PROVIDED INFORMATION —
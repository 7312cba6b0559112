//! Core Tensor type

use super::{Layout, Storage};
use crate::dtype::{DType, Element};
use crate::error::{Error, Result};
use crate::runtime::Runtime;
use std::fmt;

/// N-dimensional array stored on a compute device
///
/// A tensor is a [`Storage`] (reference-counted device memory) viewed through a
/// [`Layout`] (shape, strides, offset). Cloning a tensor or taking a view
/// shares the storage.
///
/// # Example
///
/// ```ignore
/// let device = CpuDevice::new();
/// let x = Tensor::<CpuRuntime>::from_slice(&[1.0f32, 2.0, 3.0, 4.0], &[1, 1, 2, 2], &device);
/// assert_eq!(x.shape(), &[1, 1, 2, 2]);
/// ```
pub struct Tensor<R: Runtime> {
    storage: Storage<R>,
    layout: Layout,
}

impl<R: Runtime> Tensor<R> {
    /// Create a tensor from existing storage and layout
    pub fn from_parts(storage: Storage<R>, layout: Layout) -> Self {
        Self { storage, layout }
    }

    /// Create a tensor from a slice of data
    ///
    /// # Panics
    ///
    /// Panics if `data.len()` does not match the shape or the device copy
    /// fails. Use [`Self::try_from_slice`] to handle these cases.
    pub fn from_slice<T: Element>(data: &[T], shape: &[usize], device: &R::Device) -> Self {
        Self::try_from_slice(data, shape, device).expect("Tensor::from_slice failed")
    }

    /// Create a tensor from a slice of data
    pub fn try_from_slice<T: Element>(
        data: &[T],
        shape: &[usize],
        device: &R::Device,
    ) -> Result<Self> {
        let expected_len: usize = shape.iter().product();
        if data.len() != expected_len {
            return Err(Error::ShapeMismatch {
                expected: shape.to_vec(),
                got: vec![data.len()],
            });
        }

        let storage = Storage::from_slice(data, device)?;
        Ok(Self::from_parts(storage, Layout::contiguous(shape)))
    }

    /// Create an uninitialized tensor
    ///
    /// # Panics
    ///
    /// Panics if allocation fails. Use [`Self::try_empty`] to handle that case.
    pub fn empty(shape: &[usize], dtype: DType, device: &R::Device) -> Self {
        Self::try_empty(shape, dtype, device).expect("Tensor::empty failed")
    }

    /// Create an uninitialized tensor
    pub fn try_empty(shape: &[usize], dtype: DType, device: &R::Device) -> Result<Self> {
        let len = checked_numel(shape)?;
        let storage = Storage::new(len, dtype, device)?;
        Ok(Self::from_parts(storage, Layout::contiguous(shape)))
    }

    /// Create a tensor filled with zeros
    ///
    /// # Panics
    ///
    /// Panics if allocation fails. Use [`Self::try_zeros`] to handle that case.
    pub fn zeros(shape: &[usize], dtype: DType, device: &R::Device) -> Self {
        Self::try_zeros(shape, dtype, device).expect("Tensor::zeros failed")
    }

    /// Create a tensor filled with zeros
    pub fn try_zeros(shape: &[usize], dtype: DType, device: &R::Device) -> Result<Self> {
        // All-zero bytes are 0 for every supported dtype.
        let size = checked_numel(shape)?
            .checked_mul(dtype.size_in_bytes())
            .ok_or(Error::OutOfMemory { size: usize::MAX })?;
        let bytes = vec![0u8; size];
        let storage = Storage::from_bytes(&bytes, dtype, device)?;
        Ok(Self::from_parts(storage, Layout::contiguous(shape)))
    }

    // ===== Accessors =====

    /// Underlying storage
    #[inline]
    pub fn storage(&self) -> &Storage<R> {
        &self.storage
    }

    /// Layout (shape, strides, offset)
    #[inline]
    pub fn layout(&self) -> &Layout {
        &self.layout
    }

    /// Shape of the tensor
    #[inline]
    pub fn shape(&self) -> &[usize] {
        self.layout.shape()
    }

    /// Strides in elements
    #[inline]
    pub fn strides(&self) -> &[isize] {
        self.layout.strides()
    }

    /// Number of dimensions
    #[inline]
    pub fn ndim(&self) -> usize {
        self.layout.ndim()
    }

    /// Total number of elements
    #[inline]
    pub fn numel(&self) -> usize {
        self.layout.elem_count()
    }

    /// Element type
    #[inline]
    pub fn dtype(&self) -> DType {
        self.storage.dtype()
    }

    /// Device holding the storage
    #[inline]
    pub fn device(&self) -> &R::Device {
        self.storage.device()
    }

    /// Whether the tensor is row-major contiguous
    #[inline]
    pub fn is_contiguous(&self) -> bool {
        self.layout.is_contiguous()
    }

    /// Size of one dimension (negative indices count from the end)
    pub fn size(&self, dim: isize) -> Option<usize> {
        self.layout.dim(dim)
    }

    // ===== Views (zero-copy) =====

    /// Swap two dimensions
    pub fn transpose(&self, dim0: isize, dim1: isize) -> Result<Self> {
        let new_layout =
            self.layout
                .transpose(dim0, dim1)
                .ok_or_else(|| Error::InvalidDimension {
                    dim: dim0,
                    ndim: self.ndim(),
                })?;

        Ok(Self::from_parts(self.storage.clone(), new_layout))
    }

    /// Reshape a contiguous tensor
    pub fn reshape(&self, shape: &[usize]) -> Result<Self> {
        let new_count: usize = shape.iter().product();
        if new_count != self.numel() {
            return Err(Error::shape_mismatch(self.shape(), shape));
        }
        let new_layout = self.layout.reshape(shape).ok_or(Error::NotContiguous)?;

        Ok(Self::from_parts(self.storage.clone(), new_layout))
    }

    /// Materialize a contiguous copy, or share storage if already contiguous
    pub fn contiguous(&self) -> Result<Self> {
        if self.is_contiguous() {
            return Ok(self.clone());
        }

        let dtype = self.dtype();
        let device = self.storage.device();
        let new_storage = Storage::new(self.numel(), dtype, device)?;

        let elem_size = dtype.size_in_bytes();
        R::copy_strided(
            self.storage.ptr(),
            self.layout.offset() * elem_size,
            new_storage.ptr(),
            self.shape(),
            self.strides(),
            elem_size,
            device,
        )?;

        Ok(Self::from_parts(new_storage, Layout::contiguous(self.shape())))
    }

    // ===== Data access =====

    /// Copy the tensor's elements to the host in logical (row-major) order
    ///
    /// # Panics
    ///
    /// Panics if the device copy fails. Use [`Self::try_to_vec`] to handle that case.
    pub fn to_vec<T: bytemuck::Pod>(&self) -> Vec<T> {
        self.try_to_vec().expect("Tensor::to_vec failed")
    }

    /// Copy the tensor's elements to the host in logical (row-major) order
    pub fn try_to_vec<T: bytemuck::Pod>(&self) -> Result<Vec<T>> {
        if std::mem::size_of::<T>() != self.dtype().size_in_bytes() {
            return Err(Error::invalid_argument(
                "T",
                format!(
                    "element size {} does not match dtype {}",
                    std::mem::size_of::<T>(),
                    self.dtype()
                ),
            ));
        }
        // A contiguous layout has zero offset and covers its whole storage.
        self.contiguous()?.storage.to_vec()
    }
}

/// Element count of `shape`, or an error if it overflows `usize`
fn checked_numel(shape: &[usize]) -> Result<usize> {
    shape
        .iter()
        .try_fold(1usize, |acc, &dim| acc.checked_mul(dim))
        .ok_or_else(|| {
            Error::invalid_argument("shape", format!("element count of {shape:?} overflows usize"))
        })
}

impl<R: Runtime> Clone for Tensor<R> {
    fn clone(&self) -> Self {
        Self {
            storage: self.storage.clone(),
            layout: self.layout.clone(),
        }
    }
}

impl<R: Runtime> fmt::Debug for Tensor<R> {
    fn fmt(&self, f: &mut fmt::Formatter<'_>) -> fmt::Result {
        f.debug_struct("Tensor")
            .field("shape", &self.shape())
            .field("dtype", &self.dtype())
            .field("contiguous", &self.is_contiguous())
            .finish()
    }
}

impl<R: Runtime> fmt::Display for Tensor<R> {
    fn fmt(&self, f: &mut fmt::Formatter<'_>) -> fmt::Result {
        write!(f, "Tensor({:?}, dtype={})", self.shape(), self.dtype())
    }
}

#[cfg(test)]
mod tests {
    use super::*;
    use crate::runtime::cpu::{CpuDevice, CpuRuntime};

    #[test]
    fn test_from_slice() {
        let device = CpuDevice::new();
        let data = [1.0f32, 2.0, 3.0, 4.0, 5.0, 6.0];
        let tensor = Tensor::<CpuRuntime>::from_slice(&data, &[1, 2, 3], &device);

        assert_eq!(tensor.shape(), &[1, 2, 3]);
        assert_eq!(tensor.dtype(), DType::F32);
        assert!(tensor.is_contiguous());
        assert_eq!(tensor.numel(), 6);

        let result: Vec<f32> = tensor.to_vec();
        assert_eq!(result, data);
    }

    #[test]
    fn test_try_from_slice_len_mismatch() {
        let device = CpuDevice::new();
        let result = Tensor::<CpuRuntime>::try_from_slice(&[1.0f32, 2.0], &[3], &device);
        assert!(matches!(result, Err(Error::ShapeMismatch { .. })));
    }

    #[test]
    fn test_contiguous_from_transpose() {
        let device = CpuDevice::new();
        // [[1, 2, 3], [4, 5, 6]]
        let data = [1.0f32, 2.0, 3.0, 4.0, 5.0, 6.0];
        let tensor = Tensor::<CpuRuntime>::from_slice(&data, &[2, 3], &device);

        let transposed = tensor.transpose(0, 1).unwrap();
        assert!(!transposed.is_contiguous());

        let contiguous = transposed.contiguous().unwrap();
        assert!(contiguous.is_contiguous());
        assert_eq!(contiguous.shape(), &[3, 2]);

        let result: Vec<f32> = contiguous.to_vec();
        assert_eq!(result, [1.0, 4.0, 2.0, 5.0, 3.0, 6.0]);
        // to_vec on the strided view yields the same logical order
        assert_eq!(transposed.to_vec::<f32>(), result);
    }

    #[test]
    fn test_reshape() {
        let device = CpuDevice::new();
        let data = [1.0f64, 2.0, 3.0, 4.0];
        let tensor = Tensor::<CpuRuntime>::from_slice(&data, &[4], &device);

        let reshaped = tensor.reshape(&[1, 1, 2, 2]).unwrap();
        assert_eq!(reshaped.shape(), &[1, 1, 2, 2]);
        assert_eq!(reshaped.to_vec::<f64>(), data);
        assert!(tensor.reshape(&[3]).is_err());
    }

    #[test]
    fn test_zeros() {
        let device = CpuDevice::new();
        let tensor = Tensor::<CpuRuntime>::zeros(&[2, 3], DType::F64, &device);
        assert_eq!(tensor.to_vec::<f64>(), vec![0.0; 6]);
    }

    #[test]
    fn test_try_empty_rejects_overflowing_shape() {
        let device = CpuDevice::new();
        let result = Tensor::<CpuRuntime>::try_empty(&[usize::MAX, 2], DType::F32, &device);
        assert!(matches!(result, Err(Error::InvalidArgument { arg: "shape", .. })));

        // Element count fits, byte size does not
        let result = Tensor::<CpuRuntime>::try_zeros(&[usize::MAX / 2], DType::F64, &device);
        assert!(matches!(result, Err(Error::OutOfMemory { .. })));
        let result = Tensor::<CpuRuntime>::try_empty(&[usize::MAX / 2], DType::F64, &device);
        assert!(matches!(result, Err(Error::OutOfMemory { .. })));
    }

    #[test]
    fn test_to_vec_wrong_element_size() {
        let device = CpuDevice::new();
        let tensor = Tensor::<CpuRuntime>::from_slice(&[1.0f32], &[1], &device);
        assert!(tensor.try_to_vec::<f64>().is_err());
    }
}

WORK ITEM —
Find the string "matches" in the data. Report each line it appears in.

RESPONSE AREA —
        assert!(matches!(result, Err(Error::ShapeMismatch { .. })));
        assert!(matches!(result, Err(Error::InvalidArgument { arg: "shape", .. })));
        assert!(matches!(result, Err(Error::OutOfMemory { .. })));
        assert!(matches!(result, Err(Error::OutOfMemory { .. })));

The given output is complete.